To find the horizontal distance covered during its flight, we can use the equation of motion in the horizontal direction:
d = v*cosθ * t
Where:
d = horizontal distance
v = initial velocity (2.2 m/s)
θ = angle above the horizontal (60°)
t = time of flight (0.251 s)
Plugging the values into the equation:
d = 2.2 m/s * cos(60°) * 0.251 s
d ≈ 0.962 m
Therefore, the seed covers approximately 0.962 meters horizontally during its flight.
To find the time it takes for the seed to land, we can use the vertical component of motion. The initial vertical velocity (Vy) can be found using the given initial velocity (2.2 m/s) and the angle of projection (60.0°).
Vy = V * sin(theta)
Vy = 2.2 m/s * sin(60.0°)
Vy = 2.2 m/s * (√3 / 2)
Vy = 1.9 m/s
Next, we can use the vertical motion equation to find the time of flight (t):
h = Vy * t + (1/2) * g * t^2
Where h is the initial vertical position (0.8 m) and g is the acceleration due to gravity (approximately 9.8 m/s^2).

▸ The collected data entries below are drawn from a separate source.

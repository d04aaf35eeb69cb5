use crate::HashTree;

#[test]
fn default_is_empty() {
    let tree: HashTree<i32, i32> = HashTree::default();
    assert!(tree.is_empty());
    tree.check_invariants();
}

#[test]
fn debug_format() {
    let mut tree: HashTree<i32, i32> = HashTree::new();
    assert_eq!(format!("{tree:?}"), "{}");
    tree.insert(1, 10);
    assert_eq!(format!("{tree:?}"), "{1: 10}");
}

#[test]
fn from_iterator() {
    let tree: HashTree<i32, i32> = vec![(1, 10), (2, 20), (3, 30)].into_iter().collect();
    assert_eq!(tree.len(), 3);
    assert_eq!(tree.get(&1), Some(&10));
}

#[test]
fn from_iterator_last_value_wins() {
    let tree: HashTree<i32, i32> = vec![(1, 10), (1, 11)].into_iter().collect();
    assert_eq!(tree.len(), 1);
    assert_eq!(tree.get(&1), Some(&11));
}

#[test]
fn extend_trait() {
    let mut tree = HashTree::new();
    tree.insert(1, 10);
    tree.extend(vec![(2, 20), (3, 30)]);
    assert_eq!(tree.len(), 3);
}

#[test]
fn index_existing() {
    let mut tree = HashTree::new();
    tree.insert("key", 42);
    assert_eq!(tree[&"key"], 42);
}

#[test]
#[should_panic(expected = "key not found")]
fn index_missing_panics() {
    let tree: HashTree<i32, i32> = HashTree::new();
    let _ = tree[&999];
}

/// Equality ignores insertion history.
#[test]
fn equality_is_structural() {
    let a: HashTree<i32, i32> = (0..100).map(|i| (i, i)).collect();
    let mut b: HashTree<i32, i32> = (0..150).rev().map(|i| (i, i)).collect();
    assert_ne!(a, b);
    for i in 100..150 {
        b.remove(&i);
    }
    assert_eq!(a, b);
    b.insert(5, 6);
    assert_ne!(a, b);
}

#[test]
fn into_iterator_for_reference() {
    let tree: HashTree<i32, i32> = (0..10).map(|i| (i, i * i)).collect();
    let mut total = 0;
    for (k, v) in &tree {
        assert_eq!(k * k, *v);
        total += v;
    }
    assert_eq!(total, 285);
}

#[test]
fn iterators_report_exact_length() {
    let tree: HashTree<i32, i32> = (0..64).map(|i| (i, i)).collect();
    let mut iter = tree.iter();
    assert_eq!(iter.len(), 64);
    iter.next();
    assert_eq!(iter.len(), 63);
    assert_eq!(iter.clone().count(), 63);
    assert_eq!(tree.values().len(), 64);
}

#[test]
fn tree_is_send_and_sync() {
    fn assert_send_sync<T: Send + Sync>() {}
    assert_send_sync::<HashTree<String, Vec<u8>>>();
}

0.8 m = 1.9 m/s * t + (1/2) * 9.8 m/s^2 * t^2
Rearranging the equation and setting it equal to zero:
(1/2) * 9.8 m/s^2 * t^2 + 1.9 m/s * t - 0.8 m = 0
Now we can solve this quadratic equation for time (t) using the quadratic formula:
t = (-b ± √(b^2 - 4ac)) / (2a)
In this case, a = (1/2) * 9.8 m/s^2, b = 1.9 m/s, and c = -0.8 m.
t = [ -1.9 ± √(1.9^2 - 4 * (1/2) * 9.8 * (-0.8)) ] / (2 * (1/2) * 9.8)

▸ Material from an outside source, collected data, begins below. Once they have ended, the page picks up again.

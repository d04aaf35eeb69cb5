//! Integer positions over the pre-order item sequence.
//!
//! Cached subtree counts let every conversion run in O(depth): a position is
//! the number of items before the path, summed one level at a time.

use std::borrow::Borrow;

use crate::bitmap::Slot;
use crate::hash::KeyHash;
use crate::node::{Content, Node};
use crate::ops::get::collision_slot;
use crate::path::Path;

/// Returns the path of the item at `position`; `position == count` yields
/// the end path.
///
/// # Panics
///
/// Panics if `position` is past the end.
#[must_use]
pub fn item_at<K, V>(root: &Node<K, V>, position: usize) -> Path<'_, K, V> {
    assert!(
        position <= root.count(),
        "position {position} out of bounds for {} items",
        root.count()
    );
    if position == root.count() {
        return Path::end(root);
    }
    let mut path = Path::at_root(root);
    let mut remaining = position;
    loop {
        let node = path.node();
        if remaining < node.item_count() {
            path.select_item(Slot::new(remaining));
            return path;
        }
        remaining -= node.item_count();
        for (index, child) in node.children().enumerate() {
            if remaining < child.count() {
                path.descend(Slot::new(index));
                break;
            }
            remaining -= child.count();
        }
    }
}

/// Returns the path of `key`, if present.
pub fn path_to<'a, K, V, Q>(root: &'a Node<K, V>, hash: KeyHash, key: &Q) -> Option<Path<'a, K, V>>
where
    K: Borrow<Q>,
    Q: Eq + ?Sized,
{
    let mut path = Path::at_root(root);
    loop {
        let node = path.node();
        if node.is_collision() {
            let slot = collision_slot(node, hash, key)?;
            path.select_item(slot);
            return Some(path);
        }
        match node.content(hash.bucket(path.level())) {
            Content::Item(slot, entry) => {
                if entry.hash != hash || entry.key.borrow() != key {
                    return None;
                }
                path.select_item(slot);
                return Some(path);
            }
            Content::Child(slot, _) => path.descend(slot),
            Content::Empty => return None,
        }
    }
}

/// Counts the items of `node`'s subtree that precede `path`, which must pass
/// through `node` at `depth`.
fn offset_within<K, V>(node: &Node<K, V>, depth: usize, path: &Path<'_, K, V>) -> usize {
    let mut node = node;
    let mut offset = 0;
    for level in depth..path.level().depth() {
        let taken = path.ancestors().get(level);
        offset += node.item_count();
        offset += node
            .children()
            .take(taken.value())
            .map(|child| child.count())
            .sum::<usize>();
        node = node.child(taken);
    }
    offset + path.slot().value()
}

/// Returns the iteration position of `path`.
#[must_use]
pub fn position_of<K, V>(root: &Node<K, V>, path: &Path<'_, K, V>) -> usize {
    if path.is_end() {
        return root.count();
    }
    offset_within(root, 0, path)
}

/// Returns `position_of(to) - position_of(from)`.
///
/// Only the subtree of the paths' lowest common ancestor is summed.
#[must_use]
pub fn distance<K, V>(root: &Node<K, V>, from: &Path<'_, K, V>, to: &Path<'_, K, V>) -> isize {
    if from.is_end() || to.is_end() {
        return position_of(root, to)
            .wrapping_sub(position_of(root, from))
            .cast_signed();
    }
    let depth = from.level().depth().min(to.level().depth());
    let common = from.ancestors().common_prefix(to.ancestors(), depth);
    let mut ancestor = root;
    for level in 0..common {
        ancestor = ancestor.child(from.ancestors().get(level));
    }
    offset_within(ancestor, common, to)
        .wrapping_sub(offset_within(ancestor, common, from))
        .cast_signed()
}

/// Moves `path` by `offset` items.
///
/// If `limit` lies between the path and the target, the path stops at
/// `limit` and `false` is returned.
///
/// # Panics
///
/// Panics if the target falls outside `0..=count` without hitting `limit`.
pub fn seek<'a, K, V>(
    root: &'a Node<K, V>,
    path: &mut Path<'a, K, V>,
    offset: isize,
    limit: Option<&Path<'a, K, V>>,
) -> bool {
    let current = position_of(root, path);
    if let Some(limit) = limit {
        let bound = position_of(root, limit);
        let overshoots = if offset >= 0 {
            bound >= current && bound.abs_diff(current) < offset.unsigned_abs()
        } else {
            bound <= current && bound.abs_diff(current) < offset.unsigned_abs()
        };
        if overshoots {
            *path = *limit;
            return false;
        }
    }
    let target = current.checked_add_signed(offset);
    let Some(target) = target.filter(|&target| target <= root.count()) else {
        panic!("offset {offset} from position {current} is out of bounds");
    };
    *path = item_at(root, target);
    true
}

After solving for t, we can ignore the negative solution because time cannot be negative in this context. The positive solution will give us the time it takes for the seed to land.
To find the horizontal distance covered during the flight, we can use the equation:
d = Vx * t
Where Vx is the horizontal component of the initial velocity. We can find Vx using the given initial velocity and the angle of projection:
Vx = V * cos(theta)
Vx = 2.2 m/s * cos(60.0°)
Vx = 2.2 m/s * (1/2)
Vx = 1.1 m/s
Now we can substitute the value of t into the equation to find the horizontal distance (d) covered during the flight.
d = 1.1 m/s * t
Once we have the value of t, we can calculate the horizontal distance.